Hedge automata: a formal model for XML schemata

This note shows preliminaries of the hedge automaton theory. In the XML community, this theory has been recently recognized as a simple but powerful model for XML schemata. In particular, the design of RELAX (REgular LAnguage for XML) is directly based on this theory.

Hedges

First, we introduce hedges. Informally, a hedge is a sequence of trees. In the XML terminology, a hedge is a sequence of elements possibly interevened by character data (or types of character data); in particular, an XML document is a hedge.

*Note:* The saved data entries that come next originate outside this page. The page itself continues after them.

//! Root of all SeaORM entity modules.
//! Household side: users, homes, rooms, assets, consumables, tasks and logs.
//! Catalog side: DIY projects and their steps, unrelated to the household
//! tables except for sharing the database.

pub mod app_user;
pub mod asset;
pub mod asset_details;
pub mod consumable;
pub mod consumable_details;
pub mod diy_project;
pub mod home;
pub mod home_user_connection;
pub mod log;
pub mod project_step;
pub mod room;
pub mod task;

pub mod prelude {
    //! A prelude module for easy importing of all entities.
    pub use super::app_user::Entity as AppUser;
    pub use super::asset::Entity as Asset;
    pub use super::asset_details::Entity as AssetDetails;
    pub use super::consumable::Entity as Consumable;
    pub use super::consumable_details::Entity as ConsumableDetails;
    pub use super::diy_project::Entity as DiyProject;
    pub use super::home::Entity as Home;
    pub use super::home_user_connection::Entity as HomeUserConnection;
    pub use super::log::Entity as Log;
    pub use super::project_step::Entity as ProjectStep;
    pub use super::room::Entity as Room;
    pub use super::task::Entity as Task;
}

#[cfg(test)]
mod test {
    use chrono::NaiveDate;
    use migration::{Migrator, MigratorTrait};
    use rust_decimal::Decimal;
    use sea_orm::{
        ActiveModelTrait, ColumnTrait, ConnectionTrait, Database, DatabaseConnection, DbErr,
        EntityTrait, ModelTrait, PaginatorTrait, QueryFilter, QueryOrder, Set,
    };

    use super::*;
    use prelude::*;

    async fn setup_db() -> Result<DatabaseConnection, DbErr> {
        let db = Database::connect("sqlite::memory:").await?;

        // Cascades below depend on this
        db.execute_unprepared("PRAGMA foreign_keys = ON;").await?;

        Migrator::up(&db, None).await.expect("Migrations failed.");
        Ok(db)
    }

    /// Builds one user with one home holding a room, an asset, a consumable,
    /// a task and a log. Returns the home.
    async fn seed_household(db: &DatabaseConnection, username: &str) -> Result<home::Model, DbErr> {
        app_user::ActiveModel {
            username: Set(username.to_string()),
            email: Set(format!("{}@example.com", username)),
            password_hash: Set("not-a-real-hash".to_string()),
        }
        .insert(db)
        .await?;

        let home = home::ActiveModel {
            name: Set("Cottage".to_string()),
            address: Set("1 Lane".to_string()),
            city: Set("Springfield".to_string()),
            state: Set("IL".to_string()),
            zip_code: Set("62701".to_string()),
            ..Default::default()
        }
        .insert(db)
        .await?;

        home_user_connection::ActiveModel {
            username: Set(username.to_string()),
            home_id: Set(home.id),
        }
        .insert(db)
        .await?;

        let room = room::ActiveModel {
            home_id: Set(home.id),
            name: Set("Kitchen".to_string()),
            description: Set(String::new()),
            ..Default::default()
        }
        .insert(db)
        .await?;

        let details = asset_details::ActiveModel {
            name: Set("Under Sink Water Filter".to_string()),
            brand: Set("GE".to_string()),
            model_number: Set("GXK140TNN".to_string()),
            owner: Set(None),
            ..Default::default()
        }
        .insert(db)
        .await?;

        let asset = asset::ActiveModel {
            room_id: Set(room.id),
            details_id: Set(Some(details.id)),
            name: Set("Sink filter".to_string()),
            category: Set(asset::AssetCategory::Appliance),
            ..Default::default()
        }
        .insert(db)
        .await?;

        let consumable = consumable::ActiveModel {
            asset_id: Set(asset.id),
            details_id: Set(None),
            name: Set("Cartridge".to_string()),
            ..Default::default()
        }
        .insert(db)
        .await?;

        let task = task::ActiveModel {
            home_id: Set(home.id),
            room_id: Set(Some(room.id)),
            asset_id: Set(Some(asset.id)),
            consumable_id: Set(Some(consumable.id)),
            name: Set("Replace cartridge".to_string()),
            interval: Set(task::TaskInterval::Quarterly),
            next_due_date: Set(NaiveDate::from_ymd_opt(2024, 4, 1)),
            last_completed_date: Set(NaiveDate::from_ymd_opt(2024, 1, 1)),
            ..Default::default()
        }
        .insert(db)
        .await?;

        log::ActiveModel {
            task_id: Set(task.id),
            completion_date: Set(NaiveDate::from_ymd_opt(2024, 1, 1)),
            cost: Set(Some(Decimal::new(2499, 2))),
            notes: Set("Bought two".to_string()),
            ..Default::default()
        }
        .insert(db)
        .await?;

        Ok(home)
    }

    #[tokio::test]
    async fn test_entity_integration() -> Result<(), DbErr> {
        let db = setup_db().await?;
        let home = seed_household(&db, "alice").await?;

        // Home -> users through the join table
        let users = home.find_related(AppUser).all(&db).await?;
        assert_eq!(users.len(), 1);
        assert_eq!(users[0].username, "alice");

        // Task -> logs
        let task = Task::find()
            .filter(task::Column::HomeId.eq(home.id))
            .one(&db)
            .await?
            .expect("task");
        assert_eq!(task.interval, task::TaskInterval::Quarterly);
        let logs = task.find_related(Log).all(&db).await?;
        assert_eq!(logs.len(), 1);
        assert_eq!(logs[0].cost, Some(Decimal::new(2499, 2)));

        // Stored details are shared
        let details = AssetDetails::find().all(&db).await?;
        assert!(details.iter().all(|d| d.is_stored()));

        Ok(())
    }

    #[tokio::test]
    async fn test_home_delete_cascades() -> Result<(), DbErr> {
        let db = setup_db().await?;
        let home = seed_household(&db, "alice").await?;
        let other = seed_household(&db, "bobby").await?;

        Home::delete_by_id(home.id).exec(&db).await?;

        // Only the second household survives
        assert_eq!(Room::find().count(&db).await?, 1);
        assert_eq!(Asset::find().count(&db).await?, 1);
        assert_eq!(Consumable::find().count(&db).await?, 1);
        assert_eq!(Task::find().count(&db).await?, 1);
        assert_eq!(Log::find().count(&db).await?, 1);
        assert_eq!(HomeUserConnection::find().count(&db).await?, 1);

        let remaining = Task::find().one(&db).await?.expect("task");
        assert_eq!(remaining.home_id, other.id);

        // Users and the shared catalog are untouched
        assert_eq!(AppUser::find().count(&db).await?, 2);
        assert_eq!(AssetDetails::find().count(&db).await?, 2);

        Ok(())
    }

    #[tokio::test]
    async fn test_asset_details_delete_keeps_asset() -> Result<(), DbErr> {
        let db = setup_db().await?;
        seed_household(&db, "alice").await?;

        AssetDetails::delete_many().exec(&db).await?;

        let asset = Asset::find().one(&db).await?.expect("asset");
        assert_eq!(asset.details_id, None);

        Ok(())
    }

    #[tokio::test]
    async fn test_project_steps_ordered_by_number() -> Result<(), DbErr> {
        let db = setup_db().await?;

        let project = diy_project::ActiveModel {
            title: Set("Floating Shelves".to_string()),
            description: Set("Shelves".to_string()),
            avg_price: Set(Some(Decimal::new(6900, 2))),
            step_count: Set(3),
            estimated_time_minutes: Set(Some(180)),
            is_rental_safe: Set(false),
            requires_drilling: Set(true),
            materials_json: Set(diy_project::encode_list(&[
                "wood".to_string(),
                "brackets".to_string(),
            ])),
            tools_json: Set(diy_project::encode_list(&["drill".to_string()])),
            ..Default::default()
        }
        .insert(&db)
        .await?;

        for (number, text) in [(3, "Secure"), (1, "Measure"), (2, "Drill")] {
            project_step::ActiveModel {
                project_id: Set(project.id),
                step_number: Set(number),
                instruction_text: Set(text.to_string()),
                ..Default::default()
            }
            .insert(&db)
            .await?;
        }

        let steps = project
            .find_related(ProjectStep)
            .order_by_asc(project_step::Column::StepNumber)
            .all(&db)
            .await?;
        let texts: Vec<_> = steps.iter().map(|s| s.instruction_text.as_str()).collect();
        assert_eq!(texts, vec!["Measure", "Drill", "Secure"]);
        assert_eq!(project.materials(), vec!["wood", "brackets"]);
        assert_eq!(project.tools(), vec!["drill"]);

        DiyProject::delete_by_id(project.id).exec(&db).await?;
        assert_eq!(ProjectStep::find().count(&db).await?, 0);

        Ok(())
    }

    #[test]
    fn test_interval_tags() {
        assert_eq!(task::TaskInterval::from_tag(" Weekly "), task::TaskInterval::Weekly);
        assert_eq!(task::TaskInterval::from_tag(""), task::TaskInterval::OneTime);
        assert_eq!(task::TaskInterval::from_tag("fortnightly"), task::TaskInterval::OneTime);
        assert_eq!(task::TaskInterval::Quarterly.as_tag(), "quarterly");
        assert_eq!(asset::AssetCategory::from_tag("FURNITURE"), asset::AssetCategory::Furniture);
        assert_eq!(asset::AssetCategory::from_tag("boat"), asset::AssetCategory::General);
    }
}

A hedge over a finite set Σ (of symbols) and a finite set X (of variables) is:

ε (the null hedge),
X, where X is a variable in X,
a <u>, where a is a symbol in Σ and u is a hedge (the addition of a symbol as the root node), or
uv, where u and v are hedges (the concatenation of two hedges).

Figure 1 depicts three hedges: a <ε> , a <x > , and a <ε > b < b <ε> x > . Observe that elements of Σ (i.e., a and b ) are used as labels of non-leaf nodes, while elements of X (i.e., x ) are used as labels of leaf nodes. We abbreviate a <ε> as a. Thus, the third example is denoted by a b <b x > .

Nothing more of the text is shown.